He lay back in his corner, and seemed to pa.s.s into a sort of day-dream. Presently he looked up at us again, and asked us if we knew why we were there. We said that we did not.
"Well," he said, "it's like this. Last night you" (here he gave me a nudge with his foot) "you young gentleman that looks so smart, you went for a ride late at night, in the snow and all. See what came of it. There was Others out for a ride last night, quite a lot of 'em. Others that the law would be glad to know of, with men so scarce for the King's navy. Well, to-day the beaks are out trying to find them other ones. There's a power of redcoats come here, besides the preventives, and there they go, clackity clank, all swords and horses, asking at every house."
"What do they ask," said Hugh.
"They ask a lot of things," said the man. "'Where was you last night?'
That's one question. 'What time did you come in last night?' That's another. 'Let's have a look at your horse; he looks as though he'd bin out in the snow last night.' Lots of things they ask, and if they got a hold of you, young master, why, you might have noticed things last night, and perhaps they might pump what you noticed out of you. So some one thinks you had best be out of the road when they come."
"Who is some one?" I asked.
"Just some one," he answered. "Some one who gets more money than I get." His mouth drew into a hard and cruel line; he lapsed into his day-dream, still chewing his plug of tobacco. "Some one," he added, "who don't like questions, and don't like to be talked about too much."
He was silent for a minute or two, while Hugh and I looked at each other.
"Oh, I'm not going to keep you long," said the man. "Them redcoats'll have done asking questions about here before your dinner time.

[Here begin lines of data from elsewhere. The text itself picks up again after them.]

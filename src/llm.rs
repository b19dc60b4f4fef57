//! Structured completion client abstraction
//!
//! The engine never constructs a client; one is injected at startup.

mod error;
mod openai;
mod scripted;
mod types;

pub use error::{LlmError, LlmErrorKind};
pub use openai::OpenAiClient;
pub use scripted::ScriptedClient;
pub use types::*;

use async_trait::async_trait;
use std::sync::Arc;

/// Common interface for structured completion services
#[async_trait]
pub trait CompletionClient: Send + Sync {
    /// Complete a request, returning a result shaped by the request's schema
    async fn complete(&self, request: &CompletionRequest) -> Result<StructuredResult, LlmError>;

    /// Get the model ID
    fn model_id(&self) -> &str;
}

#[async_trait]
impl<T: CompletionClient + ?Sized> CompletionClient for Arc<T> {
    async fn complete(&self, request: &CompletionRequest) -> Result<StructuredResult, LlmError> {
        (**self).complete(request).await
    }

    fn model_id(&self) -> &str {
        (**self).model_id()
    }
}

/// Logging wrapper for completion clients
pub struct LoggingClient {
    inner: Arc<dyn CompletionClient>,
    model_id: String,
}

impl LoggingClient {
    pub fn new(inner: Arc<dyn CompletionClient>) -> Self {
        let model_id = inner.model_id().to_string();
        Self { inner, model_id }
    }
}

#[async_trait]
impl CompletionClient for LoggingClient {
    async fn complete(&self, request: &CompletionRequest) -> Result<StructuredResult, LlmError> {
        let start = std::time::Instant::now();
        let result = self.inner.complete(request).await;
        let duration = start.elapsed();

        match &result {
            Ok(response) => {
                tracing::info!(
                    model = %self.model_id,
                    state = %request.state,
                    duration_ms = %duration.as_millis(),
                    proposed = ?response.next_state,
                    "Completion request finished"
                );
            }
            Err(e) => {
                tracing::error!(
                    model = %self.model_id,
                    state = %request.state,
                    duration_ms = %duration.as_millis(),
                    error = %e.message,
                    retryable = e.kind.is_retryable(),
                    retry_after = ?e.retry_after,
                    "Completion request failed"
                );
            }
        }

        result
    }

    fn model_id(&self) -> &str {
        &self.model_id
    }
}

Then they'll ride on, and a good riddance. Your lady will know how to answer them all right. But till they're gone, why, here you'll stay. So let's be comp'ny. What's your name, young master?" He gave Hugh a dig in the ribs with his boot.
"Hugh," he answered.
"Hugh," said the man: "Hugh! You won't never come to much, you won't. What's _your_ name?" He nudged me in the same way.
"Jim," I said.
"Ah! Jim, Jim," he repeated. "I've known a many Jims. Some were good in their way, too." He seemed to shrink into himself suddenly--I can't explain it--but he seemed to shrink, like a cat crouched to spring, and his eyes burned and danced; they seemed to look right into me, horribly gleaming, till the whole man became, as it were, just two bright spots of eyes--one saw nothing else.
"Ah," he said, after a long, cruel glare at me, "this is the first time Jim and I ever met. The first time. We shall be great friends, we shall. We shall be better acquainted, you and I. I wouldn't wonder if I didn't make a man of you, one time or another. Give me your hand, Jim."
I gave him my hand; he looked at it under the lantern; he traced one or two of the lines with his blackened finger-nails, muttering some words in a strange language, which somehow made my flesh creep. He repeated the words: "Orel. Orel. Adartha Cay." Then he glanced at the other hand, still muttering, and made a sort of mark with his fingers on my forehead. Hugh told me afterwards that he seemed to trace a kind of zigzag on my left temple. All the time he was muttering he seemed to be half-conscious, almost in a trance, or as if he were mad: he frightened us dreadfully. After he had made the mark upon my brow he came to himself again.
"They will see it," he muttered. "It'll be bright enough. The mark. It'll shine. They'll know when they see it. It is very good. A very good sign: it burns in the dark. They'll know it over there in the night." Then he went on mumbling to himself, but so brokenly that we could catch only a few words here and there--"black and red, knowledge and beauty; red and black, pleasure and strength. What do the cards say?"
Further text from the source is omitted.